The case against Hjarnø Havbrug and its owner – who has some 20 fish farms in the Baltic Sea – originally came to trial in March earlier this year, but the trial was postponed after Danish police misplaced some 77 ring binders of documentary evidence.

Read more: Danish aquaculture business owner pleads not guilty to €25 million environmental crime

False information
Perdersen is accused of having provided false information to both the municipality, the Environmental Protection Agency and the Danish Fisheries Agency during the period 2014-2018 about the supply of juvenile fish by sea farms, production, feed consumption and nutrient discharge. According to the indictment, the company’s fish pens in Horsens Fjord are said to have been filled to bursting point – resulting in unprecedented levels of pollution of the fjord.

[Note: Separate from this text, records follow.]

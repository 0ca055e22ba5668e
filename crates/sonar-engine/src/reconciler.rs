//! Reconcile loop shared by every managed kind
//!
//! One pass fetches the object, resolves its SonarQube connection, then
//! dispatches on the finalizer lifecycle:
//!
//! - Active: record the cleanup marker if missing, validate, run the create
//!   chain and write the resulting status.
//! - Terminating: run the delete chain, then release the marker. No status is
//!   written after the marker is gone.
//! - Released: nothing to do.
//!
//! Status is written only when it differs from the stored one, so a
//! converged object does not trigger further watch events.

use std::fmt;
use std::sync::Arc;
use std::time::Duration;

use async_trait::async_trait;
use kube::runtime::controller::Action;
use kube::runtime::events::EventType;
use kube::{Resource, ResourceExt};
#[cfg(test)]
use mockall::automock;
use tracing::{debug, info, instrument, warn};

use sonar_common::crd::{ManagedResource, ResourcePhase, ResourceStatus};
use sonar_common::events::{actions, reasons, EventPublisher, NoopEventPublisher};
use sonar_common::metrics::{record_status_write, ErrorType, ReconcileTimer};
use sonar_common::{Error, Result, CLEANUP_FINALIZER};

use crate::backoff::RequeuePolicy;
use crate::chain::{ConvergenceChain, Observed};
use crate::finalizer::Lifecycle;

/// Namespace and name of a managed object
#[derive(Clone, Debug, PartialEq, Eq, Hash)]
pub struct ObjectKey {
    /// Namespace
    pub namespace: String,
    /// Name
    pub name: String,
}

impl ObjectKey {
    /// Key from parts
    pub fn new(namespace: impl Into<String>, name: impl Into<String>) -> Self {
        Self {
            namespace: namespace.into(),
            name: name.into(),
        }
    }

    /// Key of an existing object
    pub fn of<K: Resource>(object: &K) -> Self {
        Self {
            namespace: object.namespace().unwrap_or_default(),
            name: object.name_any(),
        }
    }
}

impl fmt::Display for ObjectKey {
    fn fmt(&self, f: &mut fmt::Formatter<'_>) -> fmt::Result {
        write!(f, "{}/{}", self.namespace, self.name)
    }
}

/// Read and write access to managed objects
#[cfg_attr(test, automock)]
#[async_trait]
pub trait ObjectStore<K>: Send + Sync
where
    K: Send + Sync + 'static,
{
    /// Fetch the current object, `None` if it no longer exists
    async fn get(&self, key: &ObjectKey) -> Result<Option<K>>;

    /// Record the cleanup marker on the object
    async fn add_finalizer(&self, object: &K, marker: &str) -> Result<()>;

    /// Remove the cleanup marker from the object
    async fn remove_finalizer(&self, object: &K, marker: &str) -> Result<()>;

    /// Replace the status subresource
    async fn update_status(&self, object: &K, status: &ResourceStatus) -> Result<()>;
}

/// Resolves a connection reference to a ready SonarQube client
#[cfg_attr(test, automock)]
#[async_trait]
pub trait ConnectionResolver<C>: Send + Sync
where
    C: Send + Sync + 'static,
{
    /// Resolve `reference` in `namespace`
    ///
    /// Fails with a dependency-not-ready error while the connection object is
    /// missing or not yet Ready.
    async fn resolve(&self, namespace: &str, reference: &str) -> Result<C>;
}

/// What the controller should do after a pass
#[derive(Clone, Copy, Debug, PartialEq, Eq)]
pub struct Outcome {
    /// Delay before the next pass, `None` to wait for the next change
    pub requeue_after: Option<Duration>,
}

impl Outcome {
    /// Requeue after `delay`
    pub fn requeue(delay: Duration) -> Self {
        Self {
            requeue_after: Some(delay),
        }
    }

    /// Wait for the next watch event
    pub fn done() -> Self {
        Self {
            requeue_after: None,
        }
    }

    /// Convert into a controller action
    pub fn into_action(self) -> Action {
        match self.requeue_after {
            Some(delay) => Action::requeue(delay),
            None => Action::await_change(),
        }
    }
}

/// Generic reconcile loop for one managed kind
pub struct Reconciler<K, C>
where
    K: Send + Sync + 'static,
    C: Send + Sync + 'static,
{
    store: Arc<dyn ObjectStore<K>>,
    resolver: Arc<dyn ConnectionResolver<C>>,
    create_chain: ConvergenceChain<K, C>,
    delete_chain: ConvergenceChain<K, C>,
    requeue: RequeuePolicy,
    events: Arc<dyn EventPublisher>,
    finalizer: String,
}

impl<K, C> Reconciler<K, C>
where
    K: ManagedResource + Clone + fmt::Debug + Send + Sync + 'static,
    C: Send + Sync + 'static,
{
    /// Reconciler with default requeue policy, no events and the standard
    /// cleanup marker
    pub fn new(
        store: Arc<dyn ObjectStore<K>>,
        resolver: Arc<dyn ConnectionResolver<C>>,
        create_chain: ConvergenceChain<K, C>,
        delete_chain: ConvergenceChain<K, C>,
    ) -> Self {
        Self {
            store,
            resolver,
            create_chain,
            delete_chain,
            requeue: RequeuePolicy::default(),
            events: Arc::new(NoopEventPublisher),
            finalizer: CLEANUP_FINALIZER.to_string(),
        }
    }

    /// Set the requeue policy
    pub fn with_requeue(mut self, requeue: RequeuePolicy) -> Self {
        self.requeue = requeue;
        self
    }

    /// Set the event publisher
    pub fn with_events(mut self, events: Arc<dyn EventPublisher>) -> Self {
        self.events = events;
        self
    }

    /// Set the cleanup marker
    pub fn with_finalizer(mut self, marker: impl Into<String>) -> Self {
        self.finalizer = marker.into();
        self
    }

    /// Requeue policy in effect
    pub fn requeue_policy(&self) -> &RequeuePolicy {
        &self.requeue
    }

    /// Run one pass for the object at `key`
    ///
    /// Step failures are absorbed into status and a requeue delay. An `Err`
    /// means the pass could not record its outcome (API error, write
    /// conflict) and the caller should retry.
    #[instrument(skip(self), fields(kind = K::KIND_LABEL, object = %key))]
    pub async fn reconcile(&self, key: &ObjectKey) -> Result<Outcome> {
        let timer = ReconcileTimer::start(K::KIND_LABEL);
        match self.reconcile_inner(key).await {
            Ok(Pass::Converged(outcome)) => {
                timer.success();
                Ok(outcome)
            }
            Ok(Pass::Waiting(outcome)) => {
                timer.dependency_not_ready();
                Ok(outcome)
            }
            Ok(Pass::Failed(outcome, error_type)) => {
                timer.error(error_type);
                Ok(outcome)
            }
            Err(e) => {
                timer.error(ErrorType::of(&e));
                Err(e)
            }
        }
    }

    async fn reconcile_inner(&self, key: &ObjectKey) -> Result<Pass> {
        let Some(object) = self.store.get(key).await? else {
            debug!("Object no longer exists");
            return Ok(Pass::Converged(Outcome::done()));
        };

        let lifecycle = Lifecycle::of(&object, &self.finalizer);
        if lifecycle == Lifecycle::Released {
            debug!("Cleanup already released");
            return Ok(Pass::Converged(Outcome::done()));
        }

        let client = match self
            .resolver
            .resolve(&key.namespace, object.sonar_ref())
            .await
        {
            Ok(client) => client,
            Err(e) if e.is_dependency_not_ready() => {
                return self.wait_for_connection(&object, e).await;
            }
            Err(e) => return Err(e),
        };

        match lifecycle {
            Lifecycle::Active { has_marker } => {
                if !has_marker {
                    self.store.add_finalizer(&object, &self.finalizer).await?;
                    debug!(finalizer = %self.finalizer, "Recorded cleanup marker");
                }
                self.converge(&client, &object).await
            }
            Lifecycle::Terminating => self.clean_up(&client, &object).await,
            Lifecycle::Released => Ok(Pass::Converged(Outcome::done())),
        }
    }

    async fn converge(&self, client: &C, object: &K) -> Result<Pass> {
        let previous = object.resource_status().cloned().unwrap_or_default();
        let mut observed = Observed::from_status(Some(&previous));

        let result = match object.validate() {
            Ok(()) => self.create_chain.run(client, object, &mut observed).await,
            Err(e) => Err(Error::step("validate", e)),
        };

        match result {
            Ok(()) => {
                let status = ResourceStatus {
                    phase: ResourcePhase::Created,
                    message: None,
                    failure_count: 0,
                    remote_id: observed.remote_id,
                    processed_keys_hash: observed.processed_keys_hash,
                    observed_generation: object.meta().generation,
                };
                self.write_status(object, &previous, &status).await?;
                if !previous.is_created() {
                    info!("Converged");
                    self.publish(object, EventType::Normal, reasons::CREATED, actions::RECONCILE, None)
                        .await;
                }
                Ok(Pass::Converged(Outcome::requeue(self.requeue.success_interval)))
            }
            Err(e) => self.record_failure(object, &previous, observed, e, actions::RECONCILE).await,
        }
    }

    async fn clean_up(&self, client: &C, object: &K) -> Result<Pass> {
        let previous = object.resource_status().cloned().unwrap_or_default();
        let mut observed = Observed::from_status(Some(&previous));

        match self.delete_chain.run(client, object, &mut observed).await {
            Ok(()) => {
                self.store
                    .remove_finalizer(object, &self.finalizer)
                    .await?;
                info!("Cleanup complete, released");
                self.publish(object, EventType::Normal, reasons::DELETED, actions::DELETE, None)
                    .await;
                Ok(Pass::Converged(Outcome::done()))
            }
            Err(e) => self.record_failure(object, &previous, observed, e, actions::DELETE).await,
        }
    }

    async fn record_failure(
        &self,
        object: &K,
        previous: &ResourceStatus,
        observed: Observed,
        error: Error,
        action: &str,
    ) -> Result<Pass> {
        warn!(error = %error, "Pass failed");
        let backoff = self.requeue.backoff;
        let delay = backoff.delay(previous.failure_count);
        let status = ResourceStatus {
            phase: ResourcePhase::Error,
            message: Some(error.to_string()),
            failure_count: backoff.next_failure_count(previous.failure_count),
            remote_id: observed.remote_id,
            processed_keys_hash: observed.processed_keys_hash,
            observed_generation: previous.observed_generation,
        };
        self.write_status(object, previous, &status).await?;
        self.publish(
            object,
            EventType::Warning,
            reasons::RECONCILE_FAILED,
            action,
            Some(error.to_string()),
        )
        .await;
        Ok(Pass::Failed(Outcome::requeue(delay), ErrorType::of(&error)))
    }

    async fn wait_for_connection(&self, object: &K, error: Error) -> Result<Pass> {
        info!(reference = object.sonar_ref(), error = %error, "Connection not ready");
        let previous = object.resource_status().cloned().unwrap_or_default();
        let status = ResourceStatus {
            phase: ResourcePhase::Error,
            message: Some(error.to_string()),
            ..previous.clone()
        };
        self.write_status(object, &previous, &status).await?;
        self.publish(
            object,
            EventType::Warning,
            reasons::DEPENDENCY_NOT_READY,
            actions::RESOLVE,
            Some(error.to_string()),
        )
        .await;
        Ok(Pass::Waiting(Outcome::requeue(self.requeue.dependency_interval)))
    }

    async fn write_status(
        &self,
        object: &K,
        previous: &ResourceStatus,
        status: &ResourceStatus,
    ) -> Result<()> {
        let changed = object.resource_status().is_none() || previous != status;
        record_status_write(K::KIND_LABEL, changed);
        if !changed {
            debug!("Status unchanged, skipping update");
            return Ok(());
        }
        self.store.update_status(object, status).await
    }

    async fn publish(
        &self,
        object: &K,
        type_: EventType,
        reason: &str,
        action: &str,
        note: Option<String>,
    ) {
        let reference = object.object_ref(&());
        self.events
            .publish(&reference, type_, reason, action, note)
            .await;
    }
}

/// Pass result before metrics are recorded
enum Pass {
    Converged(Outcome),
    Waiting(Outcome),
    Failed(Outcome, ErrorType),
}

Furthermore, Pedersen is accused of having released 373,000 salmon on one of his three aquaculture farms, even though the company only had permits to release trout. The company is accused of having earned €25.4 million as the result of its illegally flushing excess volumes of nitrogen and phosphorus into the ocean.

The trial was originally postponed in March when it first emerged that prosecutors did not have access to the the 77 ring binders of evidence.

Missing evidence
At Friday’s court hearing, instead of the original documents from the missing ring binders, the prosecutors had tried to submit a number of copied documents from the same extensive material – but the original material were still missing. The ring binders, which have been in police custody, seem to have disappeared without trace.

The missing evidence caused the defence to protest, demanding that no copied material from these binders be be admitted in the ongoing case.

While the Court of Appeal did not consider this to be a problem, the defence immediately appealed the case to the High Court which ruled the trial be suspended. The contents of the missing ring binders can not be used until the High Court has reached a decision.

The trial has been annulled and it is expected that the case will not be heard again until the end of September.